Francisco Vicente was in a heap of trouble. Jailed for a string of armed robberies, the drug addict and gang-banger was asked if he could help with the unsolved murder of a Humboldt Park resident. He told the cops what they wanted to hear.

Vicente claimed that a couple of guys he knew, Armando Serrano and Jose Montanez, had committed the murder -- and shared the details with him. Based almost entirely on Vicente's testimony, Cook County prosecutors convinced a judge that Serrano and Montanez were guilty beyond a reasonable doubt and deserved long prison sentences.

From the time he began cooperating with the authorities, things began looking up for Vicente. He was moved to a special unit of the County Jail that housed snitches and given a Nike suit, a radio, special meals, cigarettes and regular visits with his girlfriend, court records revealed. Best of all, after he testified against Serrano and Montanez, Vicente got only six years for the armed robberies that could have landed him behind bars for life.

Then in 2004, while serving time for another robbery, he was interviewed by my students and asked about the truthfulness of his testimony in the Serrano-Montanez case. It was all a lie, he admitted, the result of physical abuse and verbal threats by Area 5 Det. Reynaldo Guevara, soon followed by the rewards of snitching -- as long as he played ball. At Guevara's insistence, Vicente had also testified falsely against two other men, similarly claiming they had confessed to him.

"I became known as 'The Pope of Humboldt Park,'" Vicente told the students, "because everyone was confessing their 'sins' to me." On May 26. 2004, Vicente signed a sworn statement repudiating his testimony against the men he helped to frame.

***

Vicente's admissions would be enough to free Serrano, Montanez and perhaps other innocents, right? Not so fast, prosecutors said. They argued that witness recantations are questionable at best and unreliable at worst. After all, a recanting witness is a liar: He either lied in his sworn testimony at trial, or he is lying now in his sworn recantation. How can we believe a liar?
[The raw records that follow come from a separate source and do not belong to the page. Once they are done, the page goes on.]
// Library surface of the activity-stream binary: the incoming query
// gateway, the outgoing feed ingester, and the pieces they share.

pub mod auth;
pub mod elasticsearch;
pub mod feeds;
pub mod ingest;
pub mod kv;
pub mod lock;
pub mod metrics;
pub mod server;
pub mod signing;
//! Thin wrapper around the Redis connection.
//!
//! Everything transient lives here: the replay-nonce cache, the public
//! scroll-id mapping, the distributed ingestion lock, per-feed health
//! flags and the cached metrics payload. The connection is long-lived;
//! when an operation fails the calling task errors out and is restarted
//! by its supervisor.

use anyhow::{Context, Result};
use redis::aio::ConnectionManager;

const METRICS_KEY: &str = "metrics";
const REDIS_CHECK_KEY: &str = "redis-check";

#[derive(Clone)]
pub struct KvStore {
    conn: ConnectionManager,
}

impl KvStore {
    pub async fn connect(uri: &str) -> Result<Self> {
        let client = redis::Client::open(uri).context("invalid redis URI")?;
        let conn = ConnectionManager::new(client)
            .await
            .context("failed to connect to redis")?;
        Ok(Self { conn })
    }

    /// `SET key 1 EX ttl NX`. Returns true when the key was absent and is
    /// now set, false when it already existed.
    pub async fn set_nx_ex(&self, key: &str, ttl_seconds: u64) -> Result<bool> {
        let mut conn = self.conn.clone();
        let reply: Option<String> = redis::cmd("SET")
            .arg(key)
            .arg(1)
            .arg("EX")
            .arg(ttl_seconds)
            .arg("NX")
            .query_async(&mut conn)
            .await
            .with_context(|| format!("redis SET NX EX failed for {}", key))?;
        Ok(reply.as_deref() == Some("OK"))
    }

    /// `EXPIRE key ttl`. Returns true when the key existed and its TTL
    /// was refreshed.
    pub async fn expire(&self, key: &str, ttl_seconds: u64) -> Result<bool> {
        let mut conn = self.conn.clone();
        let reply: i64 = redis::cmd("EXPIRE")
            .arg(key)
            .arg(ttl_seconds)
            .query_async(&mut conn)
            .await
            .with_context(|| format!("redis EXPIRE failed for {}", key))?;
        Ok(reply == 1)
    }

    pub async fn get(&self, key: &str) -> Result<Option<String>> {
        let mut conn = self.conn.clone();
        redis::cmd("GET")
            .arg(key)
            .query_async(&mut conn)
            .await
            .with_context(|| format!("redis GET failed for {}", key))
    }

    pub async fn get_bytes(&self, key: &str) -> Result<Option<Vec<u8>>> {
        let mut conn = self.conn.clone();
        redis::cmd("GET")
            .arg(key)
            .query_async(&mut conn)
            .await
            .with_context(|| format!("redis GET failed for {}", key))
    }

    pub async fn set(&self, key: &str, value: &[u8]) -> Result<()> {
        let mut conn = self.conn.clone();
        redis::cmd("SET")
            .arg(key)
            .arg(value)
            .query_async(&mut conn)
            .await
            .with_context(|| format!("redis SET failed for {}", key))
    }

    pub async fn set_ex(&self, key: &str, value: &str, ttl_seconds: u64) -> Result<()> {
        let mut conn = self.conn.clone();
        redis::cmd("SET")
            .arg(key)
            .arg(value)
            .arg("EX")
            .arg(ttl_seconds)
            .query_async(&mut conn)
            .await
            .with_context(|| format!("redis SET EX failed for {}", key))
    }

    /// Map a freshly minted public scroll id to the backend's private one.
    pub async fn store_private_scroll_id(
        &self,
        public_id: &str,
        private_id: &str,
        ttl_seconds: u64,
    ) -> Result<()> {
        self.set_ex(&private_scroll_key(public_id), private_id, ttl_seconds)
            .await
    }

    pub async fn private_scroll_id(&self, public_id: &str) -> Result<Option<String>> {
        self.get(&private_scroll_key(public_id)).await
    }

    /// Record that a feed completed a full ingest cycle. Read back by the
    /// health endpoint; the TTL must outlive the feed's idle gap between
    /// cycles or a healthy feed shows RED.
    pub async fn mark_feed_green(&self, feed_id: &str, ttl_seconds: u64) -> Result<()> {
        self.set_ex(&feed_status_key(feed_id), "GREEN", ttl_seconds)
            .await
    }

    pub async fn feed_status(&self, feed_id: &str) -> Result<Option<String>> {
        self.get(&feed_status_key(feed_id)).await
    }

    pub async fn cache_metrics(&self, payload: &[u8]) -> Result<()> {
        self.set(METRICS_KEY, payload).await
    }

    pub async fn cached_metrics(&self) -> Result<Vec<u8>> {
        Ok(self.get_bytes(METRICS_KEY).await?.unwrap_or_default())
    }

    /// Round-trip a short-lived value to prove the connection is healthy.
    pub async fn ping(&self) -> Result<bool> {
        self.set_ex(REDIS_CHECK_KEY, "GREEN", 1).await?;
        Ok(self.get(REDIS_CHECK_KEY).await?.as_deref() == Some("GREEN"))
    }
}

pub fn nonce_key(key_id: &str, nonce: &str) -> String {
    format!("nonce-{}-{}", key_id, nonce)
}

fn private_scroll_key(public_id: &str) -> String {
    format!("private-scroll-id-{}", public_id)
}

fn feed_status_key(feed_id: &str) -> String {
    format!("feed-status-{}", feed_id)
}

#[cfg(test)]
mod tests {
    use super::*;

    #[test]
    fn nonce_keys_bind_key_id_and_nonce() {
        assert_eq!(
            nonce_key("incoming-some-id-1", "c29tZX"),
            "nonce-incoming-some-id-1-c29tZX"
        );
    }

    #[test]
    fn scroll_and_status_keys_are_namespaced() {
        assert_eq!(private_scroll_key("abc123-_"), "private-scroll-id-abc123-_");
        assert_eq!(feed_status_key("zendesk_1"), "feed-status-zendesk_1");
    }
}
Fair question. And, the answer is that the Serrano-Montanez case is distinctive in the annals of recanting witnesses. For one thing, if Vicente can't be trusted, then the case against these men evaporates. With a suddenly unreliable star witness, and without physical evidence, eyewitnesses or confessions, there is no longer proof of guilt.

For another thing, Vicente's original tale was preposterous. He testified that, out of the blue, the killers bragged about the crime and showed him -- a drug addict and virtual stranger -- how they concealed the murder weapon. He also amazingly recalled the details of the crime for Det. Guevara, even though Vicente had supposedly learned them more than three months earlier -- on a morning when he was coming down from his daily heroin high.
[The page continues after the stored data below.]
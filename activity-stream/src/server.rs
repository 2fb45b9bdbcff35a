//! The incoming HTTP application.
//!
//! Rocket serves four surfaces: the authenticated `/v1` query routes
//! (scroll-paginated search proxied to the search backend), the probe
//! POST, the plaintext `/check` liveness page and the `/metrics` payload
//! cached in the KV store by the poller. Authentication failures, scroll
//! misses and unexpected errors all come back as `{"details": "..."}`
//! JSON with the `Server: activity-stream` header.

use std::io::Cursor;
use std::time::{Duration, Instant};

use anyhow::{anyhow, Result};
use rocket::data::ToByteUnit;
use rocket::http::{ContentType, Status};
use rocket::request::{FromRequest, Outcome, Request};
use rocket::response::Response;
use rocket::{catch, catchers, get, post, routes, Data, State};
use serde_json::{json, Value};
use tracing::{error, info};

use crate::auth::{self, AuthError, Caller, Credential, RequestHeaders, UNKNOWN_ERROR};
use crate::elasticsearch::{
    activities_collection, new_scroll_query, private_scroll_id_of, reply_has_hits,
    scroll_continuation_body, EsClient, PAGINATION_EXPIRE, SCROLL_PATH, SEARCH_PATH,
};
use crate::feeds::Feed;
use crate::kv::KvStore;
use crate::signing::random_url_safe;

const STARTUP_GRACE_PERIOD: Duration = Duration::from_secs(30);
const ES_GREEN_MAX_AGE_SECONDS: f64 = 60.0;
const MAX_BODY_BYTES: u64 = 2 * 1024 * 1024;

/// Application state stored inside Rocket managed state.
pub struct AppState {
    pub started_at: Instant,
    pub kv: KvStore,
    pub es: EsClient,
    pub credentials: Vec<Credential>,
    pub ip_whitelist: Vec<String>,
    pub feeds: Vec<Feed>,
}

/// A fully materialised response. Everything the API returns goes
/// through this so statuses from the backend can be proxied verbatim and
/// JSON responses always carry the `Server` header.
pub struct ApiResponse {
    status: Status,
    content_type: ContentType,
    body: Vec<u8>,
    server_header: bool,
}

impl ApiResponse {
    fn json_bytes(status: Status, body: Vec<u8>) -> Self {
        Self {
            status,
            content_type: ContentType::JSON,
            body,
            server_header: true,
        }
    }

    fn json_value(status: Status, value: &Value) -> Self {
        Self::json_bytes(
            status,
            serde_json::to_vec(value).expect("a JSON value always serialises"),
        )
    }

    fn details(status: Status, message: &str) -> Self {
        Self::json_value(status, &json!({ "details": message }))
    }

    fn plain(body: Vec<u8>) -> Self {
        Self {
            status: Status::Ok,
            content_type: ContentType::Plain,
            body,
            server_header: false,
        }
    }
}

impl<'r> rocket::response::Responder<'r, 'static> for ApiResponse {
    fn respond_to(self, _: &'r Request<'_>) -> rocket::response::Result<'static> {
        let mut builder = Response::build();
        builder
            .status(self.status)
            .header(self.content_type)
            .sized_body(self.body.len(), Cursor::new(self.body));
        if self.server_header {
            builder.raw_header("Server", "activity-stream");
        }
        builder.ok()
    }
}

/// The pieces of the raw request that authentication and the query
/// proxy need, captured before any body reading happens.
pub struct RequestMeta {
    pub headers: RequestHeaders,
    pub path_and_query: String,
}

#[rocket::async_trait]
impl<'r> FromRequest<'r> for RequestMeta {
    type Error = std::convert::Infallible;

    async fn from_request(request: &'r Request<'_>) -> Outcome<Self, Self::Error> {
        let headers = request.headers();
        Outcome::Success(RequestMeta {
            headers: RequestHeaders {
                authorization: headers.get_one("Authorization").map(str::to_string),
                content_type: headers.get_one("Content-Type").map(str::to_string),
                x_forwarded_proto: headers.get_one("X-Forwarded-Proto").map(str::to_string),
                x_forwarded_for: headers.get_one("X-Forwarded-For").map(str::to_string),
                host: headers.get_one("Host").map(str::to_string),
            },
            path_and_query: request.uri().to_string(),
        })
    }
}

impl RequestMeta {
    fn query_pairs(&self) -> Vec<(String, String)> {
        match self.path_and_query.split_once('?') {
            Some((_, query)) => url::form_urlencoded::parse(query.as_bytes())
                .into_owned()
                .collect(),
            None => Vec::new(),
        }
    }

    /// The externally visible base for minting scroll URLs, using the
    /// scheme callers will sign their next request with.
    fn public_v1_base(&self) -> Option<String> {
        let proto = self.headers.x_forwarded_proto.as_deref()?;
        let host = self.headers.host.as_deref()?;
        Some(format!("{}://{}/v1", proto, host))
    }
}

async fn read_body(data: Data<'_>) -> Result<Vec<u8>, ApiResponse> {
    match data.open(MAX_BODY_BYTES.bytes()).into_bytes().await {
        Ok(bytes) => Ok(bytes.into_inner()),
        Err(error) => {
            error!(error = %error, "failed reading request body");
            Err(ApiResponse::details(
                Status::InternalServerError,
                UNKNOWN_ERROR,
            ))
        }
    }
}

fn internal_error_response(error: anyhow::Error) -> ApiResponse {
    error!(error = format!("{:#}", error), "about to return 500");
    sentry::integrations::anyhow::capture_anyhow(&error);
    ApiResponse::details(Status::InternalServerError, UNKNOWN_ERROR)
}

fn auth_error_response(error: AuthError) -> ApiResponse {
    match error {
        AuthError::Unauthorized(message) => ApiResponse::details(Status::Unauthorized, message),
        AuthError::Forbidden(message) => ApiResponse::details(Status::Forbidden, message),
        AuthError::Internal(error) => internal_error_response(error),
    }
}

/// Authenticate and authorize, or produce the response that says why not.
async fn authenticated_caller(
    state: &AppState,
    meta: &RequestMeta,
    method: &str,
    body: &[u8],
) -> Result<Caller, ApiResponse> {
    let caller = auth::authenticate(
        &state.kv,
        &state.credentials,
        &state.ip_whitelist,
        &meta.headers,
        method,
        &meta.path_and_query,
        body,
    )
    .await
    .map_err(auth_error_response)?;
    auth::authorize(&caller, method).map_err(auth_error_response)?;
    Ok(caller)
}

/// Proxy one search to the backend. 200 replies are shaped into the
/// public collection form, minting a public scroll id when the backend
/// returned one and there are further results; anything else passes
/// through verbatim, status and body.
async fn proxy_search(
    state: &AppState,
    meta: &RequestMeta,
    path: &str,
    query: &[(String, String)],
    es_body: Vec<u8>,
    content_type: &str,
) -> ApiResponse {
    let (status, bytes) = match state.es.search_raw(path, query, es_body, content_type).await {
        Ok(reply) => reply,
        Err(error) => return internal_error_response(error),
    };
    if status.as_u16() != 200 {
        return ApiResponse::json_bytes(Status::new(status.as_u16()), bytes);
    }

    let reply: Value = match serde_json::from_slice(&bytes) {
        Ok(reply) => reply,
        Err(error) => {
            return internal_error_response(anyhow!("search reply is not valid JSON: {}", error))
        }
    };

    let next_url = match (reply_has_hits(&reply), private_scroll_id_of(&reply)) {
        (true, Some(private_id)) => {
            let public_id = random_url_safe(8);
            if let Err(error) = state
                .kv
                .store_private_scroll_id(&public_id, private_id, PAGINATION_EXPIRE)
                .await
            {
                return internal_error_response(error);
            }
            meta.public_v1_base()
                .map(|base| format!("{}/{}", base, public_id))
        }
        _ => None,
    };

    ApiResponse::json_value(Status::Ok, &activities_collection(&reply, next_url))
}

#[post("/v1", data = "<data>")]
async fn activities_post(
    state: &State<AppState>,
    meta: RequestMeta,
    data: Data<'_>,
) -> ApiResponse {
    let body = match read_body(data).await {
        Ok(body) => body,
        Err(response) => return response,
    };
    if let Err(response) = authenticated_caller(state, &meta, "POST", &body).await {
        return response;
    }
    ApiResponse::json_value(Status::Ok, &json!({"secret": "to-be-hidden"}))
}

#[get("/v1", data = "<data>")]
async fn activities_get_new(
    state: &State<AppState>,
    meta: RequestMeta,
    data: Data<'_>,
) -> ApiResponse {
    let body = match read_body(data).await {
        Ok(body) => body,
        Err(response) => return response,
    };
    if let Err(response) = authenticated_caller(state, &meta, "GET", &body).await {
        return response;
    }
    let content_type = meta.headers.content_type.clone().unwrap_or_default();
    let query = new_scroll_query(meta.query_pairs());
    proxy_search(state, &meta, SEARCH_PATH, &query, body, &content_type).await
}

#[get("/v1/<public_scroll_id>", data = "<data>")]
async fn activities_get_existing(
    state: &State<AppState>,
    meta: RequestMeta,
    public_scroll_id: &str,
    data: Data<'_>,
) -> ApiResponse {
    let body = match read_body(data).await {
        Ok(body) => body,
        Err(response) => return response,
    };
    if let Err(response) = authenticated_caller(state, &meta, "GET", &body).await {
        return response;
    }

    let private_id = match state.kv.private_scroll_id(public_scroll_id).await {
        Ok(Some(private_id)) => private_id,
        Ok(None) => return ApiResponse::details(Status::NotFound, "Scroll ID not found."),
        Err(error) => return internal_error_response(error),
    };
    let content_type = meta.headers.content_type.clone().unwrap_or_default();
    proxy_search(
        state,
        &meta,
        SCROLL_PATH,
        &[],
        scroll_continuation_body(&private_id),
        &content_type,
    )
    .await
}

fn green_red(green: bool) -> &'static str {
    if green {
        "GREEN"
    } else {
        "RED"
    }
}

/// Render the liveness page. During the startup grace period a RED feed
/// does not force the whole service DOWN, since the ingester may simply
/// not have finished its first cycle yet.
fn render_check_page(
    redis_green: bool,
    es_green: bool,
    feed_statuses: &[(String, bool)],
    in_grace_period: bool,
) -> String {
    let all_feeds_green = feed_statuses.iter().all(|(_, green)| *green);
    let all_green = redis_green && es_green && (all_feeds_green || in_grace_period);

    let mut page = String::new();
    page.push_str(if all_green { "__UP__" } else { "__DOWN__" });
    if in_grace_period {
        page.push_str(" (IN_STARTUP_GRACE_PERIOD)");
    }
    page.push('\n');
    page.push_str(&format!("redis:{}\n", green_red(redis_green)));
    page.push_str(&format!("elasticsearch:{}\n", green_red(es_green)));
    for (feed_id, green) in feed_statuses {
        page.push_str(&format!("{}:{}\n", feed_id, green_red(*green)));
    }
    page
}

#[get("/check")]
async fn check(state: &State<AppState>) -> ApiResponse {
    let redis_green = state.kv.ping().await.unwrap_or(false);
    let es_green = match state.es.min_verification_age().await {
        Ok(age) => age < ES_GREEN_MAX_AGE_SECONDS,
        Err(_) => false,
    };

    let mut feed_statuses = Vec::with_capacity(state.feeds.len());
    for feed in &state.feeds {
        let feed_id = feed.unique_id();
        let green = matches!(
            state.kv.feed_status(feed_id).await,
            Ok(Some(status)) if status == "GREEN"
        );
        feed_statuses.push((feed_id.to_string(), green));
    }

    let in_grace_period = state.started_at.elapsed() <= STARTUP_GRACE_PERIOD;
    let page = render_check_page(redis_green, es_green, &feed_statuses, in_grace_period);
    ApiResponse::plain(page.into_bytes())
}

#[get("/metrics")]
async fn metrics(state: &State<AppState>) -> ApiResponse {
    match state.kv.cached_metrics().await {
        Ok(payload) => ApiResponse::plain(payload),
        Err(error) => internal_error_response(error),
    }
}

#[catch(404)]
fn not_found() -> ApiResponse {
    ApiResponse::details(Status::NotFound, "Not found.")
}

#[catch(500)]
fn internal_error() -> ApiResponse {
    ApiResponse::details(Status::InternalServerError, UNKNOWN_ERROR)
}

#[catch(default)]
fn default_catcher(status: Status, _: &Request<'_>) -> ApiResponse {
    ApiResponse::details(status, status.reason().unwrap_or(UNKNOWN_ERROR))
}

/// Build and launch the Rocket server. Returns when Rocket shuts down
/// (SIGINT/SIGTERM or a fatal launch error).
pub async fn launch_rocket(state: AppState, port: u16) -> Result<()> {
    let figment = rocket::Config::figment()
        .merge(("port", port))
        .merge(("address", "0.0.0.0"))
        // Rocket's own Server ident would fight the activity-stream one.
        .merge(("ident", false));

    info!(port, "starting HTTP server");
    rocket::custom(figment)
        .manage(state)
        .mount(
            "/",
            routes![
                activities_post,
                activities_get_new,
                activities_get_existing,
                check,
                metrics,
            ],
        )
        .register("/", catchers![not_found, internal_error, default_catcher])
        .launch()
        .await
        .map_err(|error| anyhow!("HTTP server failed: {}", error))?;

    info!("HTTP server has shut down");
    Ok(())
}

#[cfg(test)]
mod tests {
    use super::*;

    #[test]
    fn check_page_is_up_when_everything_is_green() {
        let page = render_check_page(
            true,
            true,
            &[("first_feed".to_string(), true), ("second_feed".to_string(), true)],
            false,
        );
        assert_eq!(
            page,
            "__UP__\nredis:GREEN\nelasticsearch:GREEN\nfirst_feed:GREEN\nsecond_feed:GREEN\n"
        );
    }

    #[test]
    fn a_red_feed_forces_down_after_the_grace_period() {
        let page = render_check_page(true, true, &[("first_feed".to_string(), false)], false);
        assert!(page.starts_with("__DOWN__\n"));
        assert!(page.ends_with("first_feed:RED\n"));
    }

    #[test]
    fn a_red_feed_does_not_force_down_during_grace() {
        let page = render_check_page(true, true, &[("first_feed".to_string(), false)], true);
        assert!(page.starts_with("__UP__ (IN_STARTUP_GRACE_PERIOD)\n"));
        assert!(page.contains("first_feed:RED\n"));
    }

    #[test]
    fn red_redis_or_elasticsearch_forces_down_even_during_grace() {
        let page = render_check_page(false, true, &[], true);
        assert!(page.starts_with("__DOWN__ (IN_STARTUP_GRACE_PERIOD)\n"));
        assert!(page.contains("redis:RED\n"));

        let page = render_check_page(true, false, &[], true);
        assert!(page.contains("elasticsearch:RED\n"));
        assert!(page.starts_with("__DOWN__"));
    }
}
By the time he recanted to my students, however, Vicente had been clean for several years. More important, his second account was corroborated by facts. His allegations against Det. Guevara, for example, have been supported by more than fifty victims of physical abuse, sweet deals for snitches and rigged line-ups. And, recent court filings by Serrano's lawyer documented further benefits Vicente received for cooperating, including a previously undisclosed additional year off his sentence.
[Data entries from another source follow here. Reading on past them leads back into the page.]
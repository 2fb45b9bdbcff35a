//! The outgoing ingestion supervisor.
//!
//! Every feed gets its own task performing endless full rebuilds: delete
//! abandoned indices, create a fresh one, walk the feed's pages into it,
//! refresh, swap the alias, mark the feed healthy, sleep, start over.
//! Tasks that fail are restarted after a fixed interval; tasks that
//! finish cleanly are also restarted, loudly, because none of them is
//! supposed to finish. Indices belonging to feeds that are no longer
//! configured are deleted when the supervisor starts.

use std::future::Future;
use std::sync::Arc;
use std::time::Duration;

use anyhow::{bail, Context, Result};
use serde_json::Value;
use tokio::task::JoinSet;
use tokio::time::Instant;
use tracing::{debug, error, info, warn};

use crate::elasticsearch::{
    indexes_matching_feeds, indexes_matching_no_feeds, new_index_name, EsClient,
};
use crate::feeds::Feed;
use crate::kv::KvStore;
use crate::metrics::Metrics;

pub const EXCEPTION_INTERVAL: Duration = Duration::from_secs(60);

/// Extra seconds of validity on a feed's GREEN flag beyond its idle gap,
/// so a healthy feed does not flicker RED between rebuild cycles.
const FEED_STATUS_SLACK_SECONDS: u64 = 120;

/// Everything the outgoing side needs, created once at startup.
pub struct IngestContext {
    pub es: EsClient,
    pub kv: KvStore,
    pub http: reqwest::Client,
    pub feeds: Vec<Feed>,
    pub metrics: Metrics,
}

/// Run a task forever. Errors are logged and reported, clean completions
/// are logged as anomalous, and either way the task is restarted after
/// the given interval. Cancellation (dropping this future at shutdown)
/// is the only way out.
pub async fn repeat_until_cancelled<F, Fut>(title: &'static str, interval: Duration, task: F)
where
    F: Fn() -> Fut,
    Fut: Future<Output = Result<()>>,
{
    loop {
        match task().await {
            Ok(()) => warn!(
                task = title,
                "finished without error; this is not expected, it should run forever"
            ),
            Err(error) => {
                error!(task = title, error = format!("{:#}", error), "task failed");
                sentry::integrations::anyhow::capture_anyhow(&error);
            }
        }
        warn!(
            task = title,
            seconds = interval.as_secs(),
            "waiting before restarting"
        );
        tokio::time::sleep(interval).await;
    }
}

/// One supervisor pass: garbage-collect indices of unconfigured feeds,
/// then run every per-feed ingester concurrently. The per-feed tasks run
/// forever, each under its own restart wrapper.
pub async fn ingest_feeds(ctx: Arc<IngestContext>) -> Result<()> {
    let feed_ids: Vec<String> = ctx
        .feeds
        .iter()
        .map(|feed| feed.unique_id().to_string())
        .collect();

    let (without_alias, with_alias) = ctx.es.get_old_index_names().await?;
    let mut all_names = without_alias;
    all_names.extend(with_alias);
    let to_delete = indexes_matching_no_feeds(&all_names, &feed_ids);
    if !to_delete.is_empty() {
        info!(indexes = ?to_delete, "deleting indexes of unconfigured feeds");
        ctx.es.delete_indexes(&to_delete).await?;
    }

    let mut tasks = JoinSet::new();
    for feed in ctx.feeds.clone() {
        let ctx = ctx.clone();
        tasks.spawn(repeat_until_cancelled("polling feed", EXCEPTION_INTERVAL, move || {
            ingest_feed(ctx.clone(), feed.clone())
        }));
    }
    while let Some(joined) = tasks.join_next().await {
        joined.context("feed ingestion task panicked")?;
    }
    bail!("all feed ingestion tasks stopped")
}

/// Endless full rebuilds of one feed, separated by its seed interval.
async fn ingest_feed(ctx: Arc<IngestContext>, feed: Feed) -> Result<()> {
    loop {
        let started = Instant::now();
        full_ingest(&ctx, &feed).await?;
        ctx.metrics.set_gauge(
            "ingest_feed_duration_seconds",
            &[("feed", feed.unique_id())],
            started.elapsed().as_secs_f64(),
        );
        tokio::time::sleep(feed.polling_seed_interval()).await;
    }
}

/// One full rebuild. Reads keep hitting the previous aliased index until
/// the atomic swap at the end.
async fn full_ingest(ctx: &IngestContext, feed: &Feed) -> Result<()> {
    let feed_id = feed.unique_id();
    debug!(feed = feed_id, "full ingest...");

    let (without_alias, _) = ctx.es.get_old_index_names().await?;
    let abandoned = indexes_matching_feeds(&without_alias, &[feed_id.to_string()]);
    if !abandoned.is_empty() {
        debug!(feed = feed_id, indexes = ?abandoned, "deleting abandoned indexes");
        ctx.es.delete_indexes(&abandoned).await?;
    }

    let index_name = new_index_name(feed_id);
    debug!(feed = feed_id, index = index_name.as_str(), "creating index");
    ctx.es.create_index(&index_name).await?;
    ctx.es.create_mapping(&index_name).await?;

    let mut href = Some(feed.seed().to_string());
    while let Some(url) = href {
        debug!(feed = feed_id, url = url.as_str(), "polling");
        let page = fetch_page(&ctx.http, feed, &url).await?;
        let items = feed.convert_to_bulk(&page, &index_name)?;
        debug!(feed = feed_id, items = items.len(), "ingesting into elasticsearch");
        ctx.metrics.inc_counter(
            "ingest_activities_nonunique_total",
            &[("feed", feed_id)],
            items.len() as u64,
        );
        ctx.es.bulk(&items).await?;

        href = feed.next_href(&page);
        if href.is_some() {
            debug!(feed = feed_id, "will poll next page in feed");
            tokio::time::sleep(feed.polling_page_interval()).await;
        }
    }

    debug!(feed = feed_id, index = index_name.as_str(), "refreshing index");
    ctx.es.refresh(&index_name).await?;
    debug!(feed = feed_id, index = index_name.as_str(), "changing alias");
    ctx.es
        .add_remove_aliases_atomically(&index_name, feed_id)
        .await?;

    let status_ttl = feed.polling_seed_interval().as_secs() + FEED_STATUS_SLACK_SECONDS;
    ctx.kv.mark_feed_green(feed_id, status_ttl).await?;

    debug!(feed = feed_id, "full ingest: done");
    Ok(())
}

/// Fetch and parse one page of a feed with the feed's own auth. Anything
/// other than a 200 raises, which fails the cycle and leaves the restart
/// wrapper to retry with a fresh index.
pub async fn fetch_page(http: &reqwest::Client, feed: &Feed, url: &str) -> Result<Value> {
    let mut request = http.get(url);
    for (name, value) in feed.auth_headers(url)? {
        request = request.header(&name, &value);
    }
    let response = request
        .send()
        .await
        .with_context(|| format!("fetching feed page {} failed", url))?;
    let status = response.status();
    if status != reqwest::StatusCode::OK {
        let text = response.text().await.unwrap_or_default();
        bail!("feed page {} returned {}: {}", url, status, text);
    }
    response
        .json()
        .await
        .with_context(|| format!("feed page {} is not valid JSON", url))
}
"[T]he State knowingly suborned false testimony from Frankie Vicente and failed to correct Vicente's false testimony," the filings concluded.

It is now almost eight years since Vicente swore he had been a pawn in the hands of police and prosecutors, yet the cases involving his testimony drag on. The Serrano-Montanez case will be heard this coming Monday before criminal courts Judge Maura Slattery Boyle.

Let's see what happens. What prosecutors do next will say a lot about whether the State's Attorney's new direction is a window to justice or merely window dressing.